Правда, ответил я ей довольно небрежно: еще бы, «святая минута», «скупые мужские слезы на могилах друзей», как там еще пишут в таких случаях досужие журналюги?
– Мариш, ты? Конечно, узнал. Ты извини… Нет, не пропадаю… Сама понимаешь, поминаем Стаса… Да, уже сороковой… Да, как вчера… Спасибо, спасибо…
И тут Мариша выдала такое, что скомкало весь последующий ритуал. Я даже попросил повторить, потом выпил и только тогда, глядя в глаза Ерохи, медленно, раздельно, как маленькому, объяснил причину ее звонка:
– Вэн, все верно, ведь это мы с тобой еще там, в прошлом, на месте событий. А они, в редакции, – так же как и Колька с Бесс, и Антонина Петровна, и твои подопечные – они здесь, в этой жизни, которая не стоит на месте. Она идет и никому не дает застывать, как мухам в сиропе, а зазевавшихся бьет по голове больно, но справедливо. Я в «Новостях Москвы» уже почти двадцатник – кусок жизни, кусок сердца.

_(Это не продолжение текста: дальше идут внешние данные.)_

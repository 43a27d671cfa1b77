//! Weekly hours aggregation.
//!
//! Sums one employee's scheduled hours (from shifts) and worked hours (from
//! closed punch sessions) over a week window, derives weekly overtime, and
//! upserts the result as the week's single aggregate row.

use chrono::NaiveDate;
use rust_decimal::Decimal;
use tracing::debug;

use crate::error::{PayrollError, PayrollResult};
use crate::models::WeeklyHours;
use crate::store::{PunchStore, ShiftStore, WeeklyHoursStore};

use super::clock::{sum_durations, ParsePolicy};

/// Weekly overtime threshold in hours.
///
/// Hours worked beyond this in one week window count as weekly overtime.
/// Distinct from the daily threshold applied at punch-out; the two policies
/// are independent and deliberately not unified.
pub const WEEKLY_OVERTIME_THRESHOLD: Decimal = Decimal::from_parts(40, 0, 0, false, 0);

/// Computes and persists the hours aggregate for one employee and one week.
///
/// Scheduled hours come from shifts dated within `[week_start, week_end]`;
/// worked hours from closed punch sessions in the same range. Punches still
/// open are excluded rather than read through a placeholder punch-out time.
/// Overtime is `max(0, worked - 40)`.
///
/// The result is upserted: recomputing the same window replaces the stored
/// row, so repeated invocations are idempotent. An empty window yields an
/// all-zero aggregate, not an error.
///
/// # Errors
///
/// - [`PayrollError::InvalidPeriod`] when `week_end` precedes `week_start`,
///   rejected before any store access.
/// - [`PayrollError::MalformedTime`] when a shift time fails to parse and
///   `policy` is [`ParsePolicy::Abort`].
#[allow(clippy::too_many_arguments)]
pub fn compute_weekly_hours(
    shifts: &dyn ShiftStore,
    punches: &dyn PunchStore,
    weekly: &dyn WeeklyHoursStore,
    employee_id: i64,
    organization_id: i64,
    week_start: NaiveDate,
    week_end: NaiveDate,
    policy: ParsePolicy,
) -> PayrollResult<WeeklyHours> {
    if week_end < week_start {
        return Err(PayrollError::InvalidPeriod {
            message: format!("week end {} precedes start {}", week_end, week_start),
        });
    }

    let week_shifts = shifts.find_for_employee(employee_id, organization_id, week_start, week_end);
    let scheduled_hours = sum_durations(
        week_shifts
            .iter()
            .map(|s| (s.shift_start.as_str(), s.shift_end.as_str())),
        policy,
    )?;

    let worked_hours: Decimal = punches
        .find_for_employee(employee_id, organization_id, week_start, week_end)
        .iter()
        .filter_map(|p| p.worked_hours())
        .sum();

    let overtime_hours = (worked_hours - WEEKLY_OVERTIME_THRESHOLD).max(Decimal::ZERO);

    let record = WeeklyHours {
        employee_id,
        organization_id,
        week_start,
        week_end,
        scheduled_hours,
        worked_hours,
        overtime_hours,
    };

    debug!(
        employee_id,
        organization_id,
        %week_start,
        %week_end,
        scheduled = %scheduled_hours,
        worked = %worked_hours,
        overtime = %overtime_hours,
        "computed weekly hours"
    );

    weekly.upsert(record.clone());
    Ok(record)
}

#[cfg(test)]
mod tests {
    use super::*;
    use crate::models::{EmployeePunch, Shift};
    use crate::store::{MemoryPunchStore, MemoryShiftStore, MemoryWeeklyHoursStore};
    use chrono::NaiveTime;
    use std::str::FromStr;

    fn dec(s: &str) -> Decimal {
        Decimal::from_str(s).unwrap()
    }

    fn date(y: i32, m: u32, d: u32) -> NaiveDate {
        NaiveDate::from_ymd_opt(y, m, d).unwrap()
    }

    fn time(h: u32, m: u32) -> NaiveTime {
        NaiveTime::from_hms_opt(h, m, 0).unwrap()
    }

    fn shift(id: i64, d: NaiveDate, start: &str, end: &str) -> Shift {
        Shift {
            id,
            employee_id: 7,
            organization_id: 1,
            worksite_id: 3,
            date: d,
            shift_start: start.to_string(),
            shift_end: end.to_string(),
            remarks: None,
            is_call_in: false,
            call_in_reason: None,
        }
    }

    fn closed_punch(d: NaiveDate, punch_in: NaiveTime, punch_out: NaiveTime) -> EmployeePunch {
        EmployeePunch {
            employee_id: 7,
            organization_id: 1,
            date: d,
            punch_in,
            punch_out: Some(punch_out),
            overtime_hours: Decimal::ZERO,
            shift_id: None,
        }
    }

    struct Fixture {
        shifts: MemoryShiftStore,
        punches: MemoryPunchStore,
        weekly: MemoryWeeklyHoursStore,
    }

    fn fixture() -> Fixture {
        Fixture {
            shifts: MemoryShiftStore::new(),
            punches: MemoryPunchStore::new(),
            weekly: MemoryWeeklyHoursStore::new(),
        }
    }

    fn compute(f: &Fixture) -> PayrollResult<WeeklyHours> {
        compute_weekly_hours(
            &f.shifts,
            &f.punches,
            &f.weekly,
            7,
            1,
            date(2024, 1, 1),
            date(2024, 1, 7),
            ParsePolicy::Abort,
        )
    }

    // ==========================================================================
    // WH-001: empty window yields all-zero aggregate
    // ==========================================================================
    #[test]
    fn test_wh_001_empty_window_is_zero() {
        let f = fixture();
        let result = compute(&f).unwrap();

        assert_eq!(result.scheduled_hours, Decimal::ZERO);
        assert_eq!(result.worked_hours, Decimal::ZERO);
        assert_eq!(result.overtime_hours, Decimal::ZERO);
        assert_eq!(f.weekly.len(), 1);
    }

    // ==========================================================================
    // WH-002: scheduled and worked summed over the window
    // ==========================================================================
    #[test]
    fn test_wh_002_sums_shifts_and_punches() {
        let f = fixture();
        for day in 1..=5 {
            let d = date(2024, 1, day);
            f.shifts.insert(shift(day as i64, d, "09:00", "17:00"));
            f.punches.insert_raw(closed_punch(d, time(9, 0), time(17, 0)));
        }

        let result = compute(&f).unwrap();
        assert_eq!(result.scheduled_hours, dec("40"));
        assert_eq!(result.worked_hours, dec("40"));
        assert_eq!(result.overtime_hours, Decimal::ZERO);
    }

    // ==========================================================================
    // WH-003: weekly overtime above 40 hours
    // ==========================================================================
    #[test]
    fn test_wh_003_overtime_above_forty() {
        let f = fixture();
        for day in 1..=5 {
            let d = date(2024, 1, day);
            // Nine-hour punches: 45 worked over the week.
            f.punches.insert_raw(closed_punch(d, time(8, 0), time(17, 0)));
        }

        let result = compute(&f).unwrap();
        assert_eq!(result.worked_hours, dec("45"));
        assert_eq!(result.overtime_hours, dec("5"));
    }

    #[test]
    fn test_open_punches_are_excluded_from_worked() {
        let f = fixture();
        f.punches
            .insert_raw(closed_punch(date(2024, 1, 2), time(9, 0), time(17, 0)));
        f.punches.insert_raw(EmployeePunch {
            employee_id: 7,
            organization_id: 1,
            date: date(2024, 1, 3),
            punch_in: time(9, 0),
            punch_out: None,
            overtime_hours: Decimal::ZERO,
            shift_id: None,
        });

        let result = compute(&f).unwrap();
        assert_eq!(result.worked_hours, dec("8"));
    }

    #[test]
    fn test_overnight_shift_counts_forward() {
        let f = fixture();
        f.shifts
            .insert(shift(1, date(2024, 1, 2), "22:00", "06:00"));

        let result = compute(&f).unwrap();
        assert_eq!(result.scheduled_hours, dec("8"));
    }

    #[test]
    fn test_shifts_outside_window_are_ignored() {
        let f = fixture();
        f.shifts
            .insert(shift(1, date(2024, 1, 8), "09:00", "17:00"));

        let result = compute(&f).unwrap();
        assert_eq!(result.scheduled_hours, Decimal::ZERO);
    }

    #[test]
    fn test_recompute_is_idempotent() {
        let f = fixture();
        f.shifts.insert(shift(1, date(2024, 1, 2), "09:00", "17:00"));

        let first = compute(&f).unwrap();
        let second = compute(&f).unwrap();

        assert_eq!(first, second);
        // One stored row, not two.
        assert_eq!(f.weekly.len(), 1);
    }

    #[test]
    fn test_recompute_reflects_new_punches() {
        let f = fixture();
        compute(&f).unwrap();

        f.punches
            .insert_raw(closed_punch(date(2024, 1, 2), time(9, 0), time(17, 0)));
        let updated = compute(&f).unwrap();

        assert_eq!(updated.worked_hours, dec("8"));
        assert_eq!(f.weekly.len(), 1);
        let stored = f
            .weekly
            .find_overlapping_for_employee(7, date(2024, 1, 1), date(2024, 1, 7));
        assert_eq!(stored, vec![updated]);
    }

    #[test]
    fn test_inverted_window_rejected_before_store_access() {
        let f = fixture();
        let result = compute_weekly_hours(
            &f.shifts,
            &f.punches,
            &f.weekly,
            7,
            1,
            date(2024, 1, 7),
            date(2024, 1, 1),
            ParsePolicy::Abort,
        );

        assert!(matches!(result, Err(PayrollError::InvalidPeriod { .. })));
        assert!(f.weekly.is_empty());
    }

    #[test]
    fn test_malformed_shift_time_abort_policy() {
        let f = fixture();
        f.shifts.insert(shift(1, date(2024, 1, 2), "9am", "17:00"));

        let result = compute(&f);
        assert!(matches!(result, Err(PayrollError::MalformedTime { .. })));
        // Nothing persisted on failure.
        assert!(f.weekly.is_empty());
    }

    #[test]
    fn test_malformed_shift_time_skip_policy() {
        let f = fixture();
        f.shifts.insert(shift(1, date(2024, 1, 2), "9am", "17:00"));
        f.shifts.insert(shift(2, date(2024, 1, 3), "09:00", "17:00"));

        let result = compute_weekly_hours(
            &f.shifts,
            &f.punches,
            &f.weekly,
            7,
            1,
            date(2024, 1, 1),
            date(2024, 1, 7),
            ParsePolicy::Skip,
        )
        .unwrap();

        assert_eq!(result.scheduled_hours, dec("8"));
    }
}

Я помолчал, стараясь избегать ненужного пафоса.
– Короче: через день после приезда Сименса, то есть дней сорок назад, не вышел на работу мой редакционный кореш – Денька Забродин. Все так и подумали: мол, кинулся мне на помощь. За всеми нашими событиями да похоронами меня никто не тревожил. А кроме коллег, о нем и побеспокоиться-то некому. Денис в разводе, живет один, родных всего-то – младшая сестренка в глубинке. Мариша Сурова не выдержала – милиция ведь не спешит в таких случаях! Добилась, чтобы сестра прислала заявление о розыске. Мариша отнесла его в ОВД, а что делать дальше – не знает. Так что хочешь не хочешь, а придется мне оставлять тебе наш молодняк, а самому ехать в газету. А то как бы поздно не стало.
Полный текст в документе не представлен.